START DATA SUPPLIED
//! 应用状态定义
//!
//! 包含 Axum 路由共享的仓储、领域服务与基础设施句柄

use std::sync::Arc;
use std::time::Duration;

use badgr_core::badgecheck::BadgeCheck;
use badgr_core::openbadges::OpenBadgesUrls;
use badgr_core::publisher::UserPublisher;
use badgr_core::repository::Repositories;
use badgr_core::service::{BackpackService, IssuanceService, RevocationService, TokenService};
use badgr_shared::cache::Cache;
use badgr_shared::config::BadgrSettings;
use badgr_shared::database::Database;

/// Axum 应用共享状态
///
/// 服务只依赖仓储 Trait，路由测试可以注入内存仓储
#[derive(Clone)]
pub struct AppState {
    pub repos: Repositories,
    pub settings: Arc<BadgrSettings>,
    pub urls: OpenBadgesUrls,
    pub issuance: Arc<IssuanceService>,
    pub revocation: Arc<RevocationService>,
    pub tokens: Arc<TokenService>,
    pub backpack: Arc<BackpackService>,
    pub badge_check: Arc<dyn BadgeCheck>,
    /// 就绪检查使用；内存仓储下为 None
    pub database: Option<Database>,
    pub cache: Option<Arc<Cache>>,
}

impl AppState {
    pub fn new(
        repos: Repositories,
        settings: BadgrSettings,
        publisher: Arc<dyn UserPublisher>,
        badge_check: Arc<dyn BadgeCheck>,
        cache: Option<Arc<Cache>>,
    ) -> Self {
        let urls = OpenBadgesUrls::new(&settings.public_origin);
        let issuance = IssuanceService::new(repos.clone(), urls.clone());
        let revocation = RevocationService::new(repos.clone(), publisher.clone());
        let tokens = TokenService::new(
            repos.clone(),
            settings.access_token_expire_seconds,
            settings.issuer_token_lifetime_weeks,
        );
        let backpack = BackpackService::new(
            repos.clone(),
            publisher,
            cache.clone(),
            Duration::from_secs(settings.backpack_cache_ttl_seconds),
        );

        Self {
            repos,
            settings: Arc::new(settings),
            urls,
            issuance: Arc::new(issuance),
            revocation: Arc::new(revocation),
            tokens: Arc::new(tokens),
            backpack: Arc::new(backpack),
            badge_check,
            database: None,
            cache,
        }
    }

    pub fn with_database(mut self, database: Database) -> Self {
        self.database = Some(database);
        self
    }

    /// 变更流等分页接口的每页条数：未指定时取默认值，且不超过上限
    pub fn page_size(&self, requested: Option<i64>) -> i64 {
        requested
            .unwrap_or(self.settings.default_page_size)
            .clamp(1, self.settings.max_page_size.max(1))
    }
}
//! 背包导入请求

use serde::Deserialize;
use serde_json::Value;

use badgr_core::badgecheck::{ImportSource, png};
use badgr_core::text::is_valid_url;

use crate::error::{ApiError, Result};

const ONLY_ONE: &str = "Must provide only one of 'url', 'image' or 'assertion'.";

/// url、image、assertion 三者必须恰好提供一个
#[derive(Debug, Clone, Default, Deserialize)]
pub struct ImportRequest {
    pub url: Option<String>,
    /// data URI 或裸 base64 编码的 PNG
    pub image: Option<String>,
    pub assertion: Option<Value>,
}

impl ImportRequest {
    pub fn into_source(self) -> Result<ImportSource> {
        let url = self.url.filter(|u| !u.trim().is_empty());
        let image = self.image.filter(|i| !i.trim().is_empty());
        let assertion = self.assertion.filter(|a| !a.is_null());

        let provided = [url.is_some(), image.is_some(), assertion.is_some()]
            .into_iter()
            .filter(|p| *p)
            .count();
        if provided != 1 {
            return Err(ApiError::validation(ONLY_ONE));
        }

        if let Some(url) = url {
            if !is_valid_url(&url) {
                return Err(ApiError::field("url", "Enter a valid URL."));
            }
            return Ok(ImportSource::Url(url));
        }
        if let Some(image) = image {
            return Ok(ImportSource::Image(png::decode_upload(&image)?));
        }
        match assertion {
            Some(assertion) if assertion.is_object() => Ok(ImportSource::Assertion(assertion)),
            _ => Err(ApiError::field("assertion", "Expected a JSON object.")),
        }
    }
}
END DATA SUPPLIED
*WORK TASK:* Transcribe all entries word for word.

*SOLUTION TO THIS EXERCISE:*
//! 应用状态定义
//!
//! 包含 Axum 路由共享的仓储、领域服务与基础设施句柄

use std::sync::Arc;
use std::time::Duration;

use badgr_core::badgecheck::BadgeCheck;
use badgr_core::openbadges::OpenBadgesUrls;
use badgr_core::publisher::UserPublisher;
use badgr_core::repository::Repositories;
use badgr_core::service::{BackpackService, IssuanceService, RevocationService, TokenService};
use badgr_shared::cache::Cache;
use badgr_shared::config::BadgrSettings;
use badgr_shared::database::Database;

/// Axum 应用共享状态
///
/// 服务只依赖仓储 Trait，路由测试可以注入内存仓储
#[derive(Clone)]
pub struct AppState {
    pub repos: Repositories,
    pub settings: Arc<BadgrSettings>,
    pub urls: OpenBadgesUrls,
    pub issuance: Arc<IssuanceService>,
    pub revocation: Arc<RevocationService>,
    pub tokens: Arc<TokenService>,
    pub backpack: Arc<BackpackService>,
    pub badge_check: Arc<dyn BadgeCheck>,
    /// 就绪检查使用；内存仓储下为 None
    pub database: Option<Database>,
    pub cache: Option<Arc<Cache>>,
}

impl AppState {
    pub fn new(
        repos: Repositories,
        settings: BadgrSettings,
        publisher: Arc<dyn UserPublisher>,
        badge_check: Arc<dyn BadgeCheck>,
        cache: Option<Arc<Cache>>,
    ) -> Self {
        let urls = OpenBadgesUrls::new(&settings.public_origin);
        let issuance = IssuanceService::new(repos.clone(), urls.clone());
        let revocation = RevocationService::new(repos.clone(), publisher.clone());
        let tokens = TokenService::new(
            repos.clone(),
            settings.access_token_expire_seconds,
            settings.issuer_token_lifetime_weeks,
        );
        let backpack = BackpackService::new(
            repos.clone(),
            publisher,
            cache.clone(),
            Duration::from_secs(settings.backpack_cache_ttl_seconds),
        );

        Self {
            repos,
            settings: Arc::new(settings),
            urls,
            issuance: Arc::new(issuance),
            revocation: Arc::new(revocation),
            tokens: Arc::new(tokens),
            backpack: Arc::new(backpack),
            badge_check,
            database: None,
            cache,
        }
    }

    pub fn with_database(mut self, database: Database) -> Self {
        self.database = Some(database);
        self
    }

    /// 变更流等分页接口的每页条数：未指定时取默认值，且不超过上限
    pub fn page_size(&self, requested: Option<i64>) -> i64 {
        requested
            .unwrap_or(self.settings.default_page_size)
            .clamp(1, self.settings.max_page_size.max(1))
    }
}
//! 背包导入请求

use serde::Deserialize;
use serde_json::Value;

use badgr_core::badgecheck::{ImportSource, png};
use badgr_core::text::is_valid_url;

use crate::error::{ApiError, Result};

const ONLY_ONE: &str = "Must provide only one of 'url', 'image' or 'assertion'.";

/// url、image、assertion 三者必须恰好提供一个
#[derive(Debug, Clone, Default, Deserialize)]
pub struct ImportRequest {
    pub url: Option<String>,
    /// data URI 或裸 base64 编码的 PNG
    pub image: Option<String>,
    pub assertion: Option<Value>,
}

impl ImportRequest {
    pub fn into_source(self) -> Result<ImportSource> {
        let url = self.url.filter(|u| !u.trim().is_empty());
        let image = self.image.filter(|i| !i.trim().is_empty());
        let assertion = self.assertion.filter(|a| !a.is_null());

        let provided = [url.is_some(), image.is_some(), assertion.is_some()]
            .into_iter()
            .filter(|p| *p)
            .count();
        if provided != 1 {
            return Err(ApiError::validation(ONLY_ONE));
        }

        if let Some(url) = url {
            if !is_valid_url(&url) {
                return Err(ApiError::field("url", "Enter a valid URL."));
            }
            return Ok(ImportSource::Url(url));
        }
        if let Some(image) = image {
            return Ok(ImportSource::Image(png::decode_upload(&image)?));
        }
        match assertion {
            Some(assertion) if assertion.is_object() => Ok(ImportSource::Assertion(assertion)),
            _ => Err(ApiError::field("assertion", "Expected a JSON object.")),
        }
    }
}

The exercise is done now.